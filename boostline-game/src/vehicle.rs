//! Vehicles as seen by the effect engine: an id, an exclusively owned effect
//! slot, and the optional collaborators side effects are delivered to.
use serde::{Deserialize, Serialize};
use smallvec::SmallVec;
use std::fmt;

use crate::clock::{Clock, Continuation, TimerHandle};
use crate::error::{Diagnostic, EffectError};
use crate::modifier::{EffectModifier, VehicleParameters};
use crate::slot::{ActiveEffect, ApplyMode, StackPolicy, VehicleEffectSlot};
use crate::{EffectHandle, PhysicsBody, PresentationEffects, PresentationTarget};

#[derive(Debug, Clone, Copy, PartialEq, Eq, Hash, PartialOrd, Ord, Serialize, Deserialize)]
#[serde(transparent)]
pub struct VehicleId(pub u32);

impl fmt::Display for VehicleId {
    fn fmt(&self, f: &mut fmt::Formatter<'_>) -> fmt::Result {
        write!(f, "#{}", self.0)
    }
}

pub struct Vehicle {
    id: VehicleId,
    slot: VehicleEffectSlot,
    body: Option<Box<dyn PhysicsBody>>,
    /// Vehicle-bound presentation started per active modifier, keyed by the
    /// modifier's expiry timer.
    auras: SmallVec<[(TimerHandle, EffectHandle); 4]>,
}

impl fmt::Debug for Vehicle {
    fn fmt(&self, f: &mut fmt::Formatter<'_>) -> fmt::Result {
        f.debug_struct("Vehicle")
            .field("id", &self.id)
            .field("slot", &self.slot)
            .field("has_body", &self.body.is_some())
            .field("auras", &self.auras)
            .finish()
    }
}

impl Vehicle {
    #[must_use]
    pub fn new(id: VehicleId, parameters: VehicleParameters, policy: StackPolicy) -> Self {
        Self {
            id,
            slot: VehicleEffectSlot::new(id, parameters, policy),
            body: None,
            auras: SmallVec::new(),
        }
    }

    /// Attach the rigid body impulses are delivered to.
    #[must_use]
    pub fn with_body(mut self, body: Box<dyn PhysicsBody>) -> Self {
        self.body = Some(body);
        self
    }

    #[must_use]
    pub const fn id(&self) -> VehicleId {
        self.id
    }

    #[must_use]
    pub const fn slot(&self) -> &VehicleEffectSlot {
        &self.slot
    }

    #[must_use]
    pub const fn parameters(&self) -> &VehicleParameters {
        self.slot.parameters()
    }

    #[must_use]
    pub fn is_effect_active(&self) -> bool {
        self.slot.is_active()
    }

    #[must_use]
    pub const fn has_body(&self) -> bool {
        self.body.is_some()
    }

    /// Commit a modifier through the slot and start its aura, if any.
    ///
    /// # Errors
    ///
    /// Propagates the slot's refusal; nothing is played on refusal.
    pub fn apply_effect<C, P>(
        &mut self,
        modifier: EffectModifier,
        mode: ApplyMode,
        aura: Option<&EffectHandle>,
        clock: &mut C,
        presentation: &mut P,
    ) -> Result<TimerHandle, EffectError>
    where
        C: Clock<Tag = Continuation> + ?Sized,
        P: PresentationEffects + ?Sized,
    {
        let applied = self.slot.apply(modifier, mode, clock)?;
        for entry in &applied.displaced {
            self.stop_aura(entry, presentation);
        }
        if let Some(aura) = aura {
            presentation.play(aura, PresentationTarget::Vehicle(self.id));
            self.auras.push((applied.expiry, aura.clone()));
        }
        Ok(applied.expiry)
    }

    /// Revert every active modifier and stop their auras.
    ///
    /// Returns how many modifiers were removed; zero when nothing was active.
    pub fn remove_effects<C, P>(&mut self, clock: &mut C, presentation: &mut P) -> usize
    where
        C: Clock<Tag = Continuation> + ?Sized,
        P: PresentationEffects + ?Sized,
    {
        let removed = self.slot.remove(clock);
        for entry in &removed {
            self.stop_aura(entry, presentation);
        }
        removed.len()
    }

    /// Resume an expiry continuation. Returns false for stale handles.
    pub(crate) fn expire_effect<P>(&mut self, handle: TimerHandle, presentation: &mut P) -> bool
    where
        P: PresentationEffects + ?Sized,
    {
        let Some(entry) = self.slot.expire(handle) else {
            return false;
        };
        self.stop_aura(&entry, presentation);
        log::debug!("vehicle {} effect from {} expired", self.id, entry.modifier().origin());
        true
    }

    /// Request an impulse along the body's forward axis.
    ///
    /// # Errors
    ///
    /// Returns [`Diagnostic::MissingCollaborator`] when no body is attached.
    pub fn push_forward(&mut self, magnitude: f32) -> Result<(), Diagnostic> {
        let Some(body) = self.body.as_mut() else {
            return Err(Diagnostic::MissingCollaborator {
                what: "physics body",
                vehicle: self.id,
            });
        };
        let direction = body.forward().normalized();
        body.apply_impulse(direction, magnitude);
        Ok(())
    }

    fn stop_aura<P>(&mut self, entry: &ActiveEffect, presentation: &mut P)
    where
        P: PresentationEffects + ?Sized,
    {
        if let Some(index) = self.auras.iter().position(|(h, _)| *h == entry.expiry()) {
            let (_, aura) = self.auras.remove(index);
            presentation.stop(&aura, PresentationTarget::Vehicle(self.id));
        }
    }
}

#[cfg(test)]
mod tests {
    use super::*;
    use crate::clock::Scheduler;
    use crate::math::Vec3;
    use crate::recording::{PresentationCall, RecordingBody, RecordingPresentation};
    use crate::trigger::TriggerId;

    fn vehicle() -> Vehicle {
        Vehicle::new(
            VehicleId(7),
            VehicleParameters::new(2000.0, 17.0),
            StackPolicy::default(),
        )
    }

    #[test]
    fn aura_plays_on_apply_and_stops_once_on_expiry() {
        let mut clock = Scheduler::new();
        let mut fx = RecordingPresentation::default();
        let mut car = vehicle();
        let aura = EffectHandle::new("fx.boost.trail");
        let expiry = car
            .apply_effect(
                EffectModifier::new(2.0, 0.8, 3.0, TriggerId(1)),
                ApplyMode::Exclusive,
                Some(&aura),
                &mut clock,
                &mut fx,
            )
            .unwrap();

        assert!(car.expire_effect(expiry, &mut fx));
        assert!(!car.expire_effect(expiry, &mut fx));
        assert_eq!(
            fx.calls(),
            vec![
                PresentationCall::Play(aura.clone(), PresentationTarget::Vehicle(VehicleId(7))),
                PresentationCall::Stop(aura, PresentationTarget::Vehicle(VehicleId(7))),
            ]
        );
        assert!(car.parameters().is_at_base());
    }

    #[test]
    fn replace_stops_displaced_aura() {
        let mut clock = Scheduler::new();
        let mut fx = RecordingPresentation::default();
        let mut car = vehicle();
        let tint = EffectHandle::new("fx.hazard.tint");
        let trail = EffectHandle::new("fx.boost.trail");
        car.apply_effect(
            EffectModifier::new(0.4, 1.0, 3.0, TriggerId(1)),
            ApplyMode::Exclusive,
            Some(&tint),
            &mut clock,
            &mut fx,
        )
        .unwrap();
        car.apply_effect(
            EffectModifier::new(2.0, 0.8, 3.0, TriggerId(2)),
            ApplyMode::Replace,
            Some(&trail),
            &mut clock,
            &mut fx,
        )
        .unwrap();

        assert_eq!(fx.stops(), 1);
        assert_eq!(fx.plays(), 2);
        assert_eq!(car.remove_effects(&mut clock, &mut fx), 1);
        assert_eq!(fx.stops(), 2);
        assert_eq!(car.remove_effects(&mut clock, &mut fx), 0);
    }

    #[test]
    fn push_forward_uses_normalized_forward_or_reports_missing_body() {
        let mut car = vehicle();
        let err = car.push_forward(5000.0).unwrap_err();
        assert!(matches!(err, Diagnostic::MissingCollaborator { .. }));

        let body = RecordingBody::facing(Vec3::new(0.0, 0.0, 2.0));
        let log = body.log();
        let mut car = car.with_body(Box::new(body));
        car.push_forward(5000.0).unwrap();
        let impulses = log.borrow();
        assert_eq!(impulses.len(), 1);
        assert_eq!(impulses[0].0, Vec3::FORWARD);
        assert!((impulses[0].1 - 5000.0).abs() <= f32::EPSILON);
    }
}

...

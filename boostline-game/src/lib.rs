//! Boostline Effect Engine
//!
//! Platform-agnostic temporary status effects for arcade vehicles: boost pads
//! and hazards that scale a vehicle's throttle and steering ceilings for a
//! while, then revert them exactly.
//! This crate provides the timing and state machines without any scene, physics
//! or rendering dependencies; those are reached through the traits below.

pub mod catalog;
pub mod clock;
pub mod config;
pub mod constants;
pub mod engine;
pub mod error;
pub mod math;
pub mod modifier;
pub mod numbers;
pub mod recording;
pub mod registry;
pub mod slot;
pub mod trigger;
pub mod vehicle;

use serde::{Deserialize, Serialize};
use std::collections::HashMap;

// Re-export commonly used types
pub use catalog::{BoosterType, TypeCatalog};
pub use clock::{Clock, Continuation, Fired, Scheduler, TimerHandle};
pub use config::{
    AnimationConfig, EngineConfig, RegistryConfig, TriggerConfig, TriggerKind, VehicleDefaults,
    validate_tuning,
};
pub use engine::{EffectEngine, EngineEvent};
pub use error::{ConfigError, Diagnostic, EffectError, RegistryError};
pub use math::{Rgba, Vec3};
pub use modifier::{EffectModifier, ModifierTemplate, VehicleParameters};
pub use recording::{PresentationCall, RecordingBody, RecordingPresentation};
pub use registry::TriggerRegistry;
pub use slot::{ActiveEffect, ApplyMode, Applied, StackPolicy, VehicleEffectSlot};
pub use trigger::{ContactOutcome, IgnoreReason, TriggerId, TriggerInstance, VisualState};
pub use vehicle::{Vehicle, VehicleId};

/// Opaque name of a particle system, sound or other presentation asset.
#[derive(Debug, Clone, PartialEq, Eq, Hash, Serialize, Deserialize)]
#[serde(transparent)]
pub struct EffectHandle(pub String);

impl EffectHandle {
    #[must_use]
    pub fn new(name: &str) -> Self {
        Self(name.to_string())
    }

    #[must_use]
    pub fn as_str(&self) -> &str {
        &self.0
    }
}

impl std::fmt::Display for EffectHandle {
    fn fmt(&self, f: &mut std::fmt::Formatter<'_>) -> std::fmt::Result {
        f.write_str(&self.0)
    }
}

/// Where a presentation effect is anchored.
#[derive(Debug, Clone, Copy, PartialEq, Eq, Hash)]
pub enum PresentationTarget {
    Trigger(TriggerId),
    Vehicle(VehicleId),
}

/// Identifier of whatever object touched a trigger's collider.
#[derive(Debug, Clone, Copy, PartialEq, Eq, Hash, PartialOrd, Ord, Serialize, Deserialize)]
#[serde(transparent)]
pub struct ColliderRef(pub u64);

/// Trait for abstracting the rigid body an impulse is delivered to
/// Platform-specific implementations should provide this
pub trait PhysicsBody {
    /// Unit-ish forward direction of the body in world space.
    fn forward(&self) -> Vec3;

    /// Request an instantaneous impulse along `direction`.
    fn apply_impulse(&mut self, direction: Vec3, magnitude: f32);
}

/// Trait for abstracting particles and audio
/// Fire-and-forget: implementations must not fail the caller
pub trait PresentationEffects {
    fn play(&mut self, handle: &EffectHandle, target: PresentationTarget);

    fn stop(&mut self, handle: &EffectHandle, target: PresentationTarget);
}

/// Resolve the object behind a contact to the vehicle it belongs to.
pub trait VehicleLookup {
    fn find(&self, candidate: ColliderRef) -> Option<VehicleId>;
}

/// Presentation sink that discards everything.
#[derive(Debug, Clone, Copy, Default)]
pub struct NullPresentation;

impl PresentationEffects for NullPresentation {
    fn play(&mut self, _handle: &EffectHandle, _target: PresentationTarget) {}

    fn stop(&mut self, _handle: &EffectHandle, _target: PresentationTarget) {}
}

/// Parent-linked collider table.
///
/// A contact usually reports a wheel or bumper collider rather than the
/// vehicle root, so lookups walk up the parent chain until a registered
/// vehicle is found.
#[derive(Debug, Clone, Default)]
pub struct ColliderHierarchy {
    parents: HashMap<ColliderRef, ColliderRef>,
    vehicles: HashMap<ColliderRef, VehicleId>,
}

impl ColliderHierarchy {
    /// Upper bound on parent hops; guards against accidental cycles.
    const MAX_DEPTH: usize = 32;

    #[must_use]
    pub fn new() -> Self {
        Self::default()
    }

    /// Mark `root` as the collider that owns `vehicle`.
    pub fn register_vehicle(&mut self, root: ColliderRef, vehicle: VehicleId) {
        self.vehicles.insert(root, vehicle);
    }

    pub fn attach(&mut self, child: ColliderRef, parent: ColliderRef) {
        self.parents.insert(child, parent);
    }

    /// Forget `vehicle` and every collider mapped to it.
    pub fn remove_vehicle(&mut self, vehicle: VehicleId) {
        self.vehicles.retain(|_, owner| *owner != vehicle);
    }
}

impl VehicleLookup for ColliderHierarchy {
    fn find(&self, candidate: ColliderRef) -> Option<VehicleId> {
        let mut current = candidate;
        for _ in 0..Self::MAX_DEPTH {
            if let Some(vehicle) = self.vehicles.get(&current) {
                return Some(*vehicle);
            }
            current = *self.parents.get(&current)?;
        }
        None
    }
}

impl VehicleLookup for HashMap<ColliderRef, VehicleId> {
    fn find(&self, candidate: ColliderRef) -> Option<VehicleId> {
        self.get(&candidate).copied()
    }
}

About this task: I need each line from the listing where the word "nothing" occurs.

Result:
    /// Propagates the slot's refusal; nothing is played on refusal.
    /// Returns how many modifiers were removed; zero when nothing was active.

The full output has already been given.